Section 5.09.     Acceleration of Payments Upon a Change of Control.
Notwithstanding anything herein to the contrary, upon a change of control event (within the meaning of Code Section 409A) with respect to Harley-Davidson, Inc., the Account of each Participant shall become fully and immediately vested and shall be paid to the Participant or Beneficiary, as applicable, as soon as practicable, but in no event more than thirty (30) days, after the change of control event, in a single sum payment, regardless of any Fixed Date Election or Retirement Distribution Election that the Participant has made or that is then in effect.

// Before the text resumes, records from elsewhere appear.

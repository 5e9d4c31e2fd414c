//! Data models for the workspace pipeline
//!
//! This module contains all data structures used throughout the application,
//! organized by domain: upload sessions, publish history, the synced file
//! tree, and remote publication reports.

mod history;
mod publish;
mod session;
mod tree;

// Re-export all models for convenient imports
pub use history::*;
pub use publish::*;
pub use session::*;
pub use tree::*;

ARTICLE VI.     GENERAL PROVISIONS
Section 6.01.     Administration.
The Administrator shall administer and interpret the Plan and supervise preparation of Participant elections, forms, and any modifications thereto. The Administrator may, in its discretion, delegate any or all of its authority and responsibility, and to the extent of any such delegation, any references herein to the Administrator shall be deemed references to such delegee; provide that any such delegee shall not act in any non-ministerial fashion in a matter affecting the delegee’s own participation or interest in the Plan. Interpretation of the Plan shall be within the sole discretion of the Administrator or the Committee and shall be final and binding upon each Participant and Beneficiary. The Administrator or the Committee may adopt and modify rules and regulations relating to the Plan as it deems necessary or advisable for the administration of the Plan. Further, the Administrator shall not act in any non-ministerial fashion in any matter that affects one or more of the members of the committee that is the Administrator (unless such action affects all Participants uniformly) and any such action will be taken or decision made by the Committee.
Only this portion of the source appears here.